The Solution: Stateful KPIs
With QuantumDMN, we can define a Key Performance Indicator (KPI) that tracks admissions over a specific time window. The engine maintains the history (the "Ledger"), allowing us to encapsulate the entire readmission logic within the decision model.
The Scenario
We want to flag any admission as HIGH RISK if the patient has had one or more admissions in the previous 30 days.

1. KPI Definition
We create a KPI called AdmissionsHistory with a window of 30d.

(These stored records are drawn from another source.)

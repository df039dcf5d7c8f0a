//! Data Provider: supplies and merges the per-evaluation data bundle.
//!
//! A closed enum of three variants (spec §4.2) rather than an open trait —
//! the only genuinely open seam is composition, which `Composite` already
//! covers. Hosts needing a bespoke fourth kind implement
//! [`DataProviderExt`] directly and box it.

pub mod request;

use std::collections::BTreeMap;
use std::sync::Arc;

use async_trait::async_trait;

use crate::context::{EvalContext, EVAL_DATA_KEY, REQUEST_KEY};
use crate::error::ProviderError;
use crate::value::Value;

/// Shared behavior implemented by every provider variant.
#[async_trait]
pub trait DataProviderExt: Send + Sync {
    /// Assemble the bundle for this evaluation.
    async fn get(&self, ctx: &EvalContext) -> Result<Value, ProviderError>;

    /// Return a *new* context enriched with `items`, so a later `get` can
    /// see them. Partial-success contexts are returned even on error.
    async fn add(
        &self,
        ctx: EvalContext,
        items: Vec<Value>,
    ) -> (EvalContext, Result<(), ProviderError>);
}

/// Constructed from a fixed bundle; `get` always returns it, `add` always
/// fails (`static-not-extendable`) — compose it behind a [`ContextProvider`]
/// via [`DataProvider::composite`] to layer dynamic data on top.
pub struct StaticProvider {
    bundle: BTreeMap<String, Value>,
}

impl StaticProvider {
    pub fn new(bundle: BTreeMap<String, Value>) -> Self {
        Self { bundle }
    }
}

/// Parameterized by a well-known context key; `add` coerces positional
/// inputs into bundle entries and stores the merged bundle under that key.
pub struct ContextProvider {
    key: String,
}

impl ContextProvider {
    pub fn new(key: impl Into<String>) -> Self {
        Self { key: key.into() }
    }

    /// The conventional provider reading/writing [`EVAL_DATA_KEY`].
    pub fn eval_data() -> Self {
        Self::new(EVAL_DATA_KEY)
    }
}

/// Ordered list of providers; `get` merges outputs in declaration order
/// (later providers override earlier keys), `add` fans out to every child.
pub struct CompositeProvider {
    children: Vec<DataProvider>,
}

impl CompositeProvider {
    pub fn new(children: Vec<DataProvider>) -> Self {
        Self { children }
    }
}

/// The three provider variants.
pub enum DataProvider {
    Static(StaticProvider),
    Context(ContextProvider),
    Composite(CompositeProvider),
}

impl DataProvider {
    pub fn static_data(bundle: BTreeMap<String, Value>) -> Self {
        DataProvider::Static(StaticProvider::new(bundle))
    }

    pub fn context(key: impl Into<String>) -> Self {
        DataProvider::Context(ContextProvider::new(key))
    }

    /// The conventional static-overlaid-by-dynamic composition used by
    /// [`crate::unit::ExecutableUnit::build`] when static data is supplied.
    pub fn composite(children: Vec<DataProvider>) -> Self {
        DataProvider::Composite(CompositeProvider::new(children))
    }
}

#[async_trait]
impl DataProviderExt for DataProvider {
    async fn get(&self, ctx: &EvalContext) -> Result<Value, ProviderError> {
        match self {
            DataProvider::Static(s) => Ok(Value::Map(s.bundle.clone())),
            DataProvider::Context(c) => {
                Ok(ctx.get(&c.key).unwrap_or_else(|| Value::Map(BTreeMap::new())))
            }
            DataProvider::Composite(comp) => {
                let mut merged = BTreeMap::new();
                for child in &comp.children {
                    let v = child.get(ctx).await?;
                    if let Value::Map(m) = v {
                        merged.extend(m);
                    }
                }
                Ok(Value::Map(merged))
            }
        }
    }

    async fn add(
        &self,
        ctx: EvalContext,
        items: Vec<Value>,
    ) -> (EvalContext, Result<(), ProviderError>) {
        match self {
            DataProvider::Static(_) => (ctx, Err(ProviderError::StaticNotExtendable)),
            DataProvider::Context(c) => {
                let mut bundle = match ctx.get(&c.key) {
                    Some(Value::Map(m)) => m,
                    _ => BTreeMap::new(),
                };
                for item in items {
                    match item {
                        Value::Request(req) => {
                            let flattened = request::flatten(&req);
                            bundle.insert(
                                REQUEST_KEY.to_string(),
                                Value::Map(flattened),
                            );
                        }
                        Value::Map(m) => bundle.extend(m),
                        other => {
                            return (
                                ctx,
                                Err(ProviderError::provider(format!(
                                    "cannot coerce value of type {} into bundle",
                                    other.type_tag()
                                ))),
                            );
                        }
                    }
                }
                let new_ctx = ctx.with_value(c.key.clone(), Value::Map(bundle));
                (new_ctx, Ok(()))
            }
            DataProvider::Composite(comp) => {
                let mut ctx = ctx;
                let mut failures = 0usize;
                for child in &comp.children {
                    let (new_ctx, res) = Box::pin(child.add(ctx.clone(), items.clone())).await;
                    match res {
                        Ok(()) => ctx = new_ctx,
                        Err(_) => failures += 1,
                    }
                }
                if failures == 0 {
                    (ctx, Ok(()))
                } else {
                    (
                        ctx,
                        Err(ProviderError::provider(format!(
                            "{failures} of {} providers failed to add data",
                            comp.children.len()
                        ))),
                    )
                }
            }
        }
    }
}

/// Convenience: wrap `provider` (if any) behind a composite with `static_data`
/// layered beneath it, matching [`crate::unit::ExecutableUnit::build`]'s step 3.
pub fn layer_static(static_data: Option<BTreeMap<String, Value>>, provider: Option<DataProvider>) -> Option<DataProvider> {
    match (static_data, provider) {
        (None, provider) => provider,
        (Some(data), None) => Some(DataProvider::static_data(data)),
        (Some(data), Some(provider)) => Some(DataProvider::composite(vec![
            DataProvider::static_data(data),
            provider,
        ])),
    }
}

/// Shared, reference-counted handle to a provider, stored on
/// [`crate::unit::ExecutableUnit`].
pub type SharedProvider = Arc<DataProvider>;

<performanceIndicator id="kpi_admissions" name="AdmissionsHistory" window="30d">
<aggregation>
<aggregator name="admissionCounts" function="COUNT" field="context"/>
</aggregation>
<impactingDecision href="#input_patient_id"/>
<context>
<contextEntry>
<variable name="context" typeRef="number" />
<literalExpression><text>context put({}, PatientId, 1)</text></literalExpression>
</contextEntry>
</context>
</performanceIndicator>
How it works:
- Context Put: Every time an admission is evaluated, we store the
PatientIdin the ledger. - Aggregator: We count the occurrences of admissions in the last 30 days, grouped by
PatientId.

2. The Decision Logic
Now, our decision table can simply check the KPI value for the current patient. The ReadmissionRisk decision uses a decision table with FIRST hit policy:

<decision id="dec_readmission" name="ReadmissionRisk">
<variable name="ReadmissionRisk" typeRef="string" />
<informationRequirement>
<requiredInput href="#input_patient_id"/>
</informationRequirement>
<informationRequirement>
<requiredPerformanceIndicator href="#kpi_admissions"/>
</informationRequirement>
<decisionTable hitPolicy="FIRST">
<input label="Admissions (Last 30d)">
<inputExpression typeRef="number">
<text>get value(AdmissionsHistory.admissionCounts, PatientId)</text>
</inputExpression>
</input>
<output name="Risk Assessment" typeRef="string" />
<rule>
<inputEntry><text>> 1</text></inputEntry>
<outputEntry><text>"HIGH_RISK_READMISSION"</text></outputEntry>
</rule>
<rule>
<inputEntry><text>-</text></inputEntry>
<outputEntry><text>"STANDARD_ADMISSION"</text></outputEntry>
</rule>
</decisionTable>
</decision>
The rules check:
- High risk readmission: If the patient has more than 1 admission in the last 30 days
- Standard admission: Default case for first-time or infrequent admissions
If AdmissionsHistory.admissionCounts for this PatientId is greater than 1, it means they were here recently. The engine returns HIGH_RISK_READMISSION.
Testing the Scenario
We can verify this behavior using the simulator:

Download the Model
You can download the full DMN XML for this scenario here:
Going Further
This pattern isn't limited to simple counts. You could expand this to:
- Condition-Specific Readmissions: Track readmissions only for the same condition (e.g., Heart Failure).
- Billing Alerts: Identify repeated procedures that may be denied by insurance.
- Triage Priority: Automatically upgrade triage priority for frequent visitors.
By moving this logic into QuantumDMN, your application becomes simpler, and your clinical rules become transparent, verifiable, and easy to change.